No means no. No never means yes.
That's literally the only issue I was trying to address in this thread. Does the simple fact that the woman said "no" mean that you should stop? Does the simple fact that the word "no" came out of a woman's mouth mean that she does not consent to the sexual act in question?
YES, that's what it means. No means NO ... even when the "no" is inconvenient.
IF your girlfriend has driven your car umpteen times, and asks to use your car after a fight or break up, and you say "NO!" ... does your "no" mean yes?
Is there any OTHER situation when you tell someone "no" that they should disregard your answer and take it as a "yes"?

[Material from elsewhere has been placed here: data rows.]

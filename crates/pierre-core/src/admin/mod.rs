// ABOUTME: Admin authentication and authorization types for pierre-core
// ABOUTME: Tokens, permissions, and audit types used by DatabaseProvider trait
//
// SPDX-License-Identifier: MIT OR Apache-2.0
// Copyright (c) 2025 Pierre Fitness Intelligence

/// Admin data models (tokens, permissions, usage)
pub mod models;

This doesn't really have anything to do with the subject of rape, because the moment the "confusion" in the man's mind becomes apparent to the woman, she will make it quite clear what she wants or does not want. And it's at that point that the man will have no excuse to continue.
Role playing is mutually participatory, and the moment one of the "players" stops playing, the game is over. And the other "player" no longer has any excuse to continue it. Feigning confusion is not an excuse, nor a justification, for rape.
To clarify all of my previous comments:
The central point that I am making should be a fairly common sense one. Interpersonal communication is not reducible simply to word choice. This is why electronic communication tends to lend itself to misunderstanding and misinterpretation.
We communicate with more than simply our choices of words. We convey meaning by our vocal intonations, body language, etc. All of that has to be taken into account to understand what the speaker actually means.
Sometimes, our body language, vocal intonation, etc. actually "contradicts" the ordinary, literal, public meaning of the actual words that we use and transforms their meaning into something else entirely. There are such things are communicative "undertones." "Reading between the lines" is a thing.
Even I know that. :noid:
At any rate, this is pretty much all that I've been arguing in this thread. No more. No less.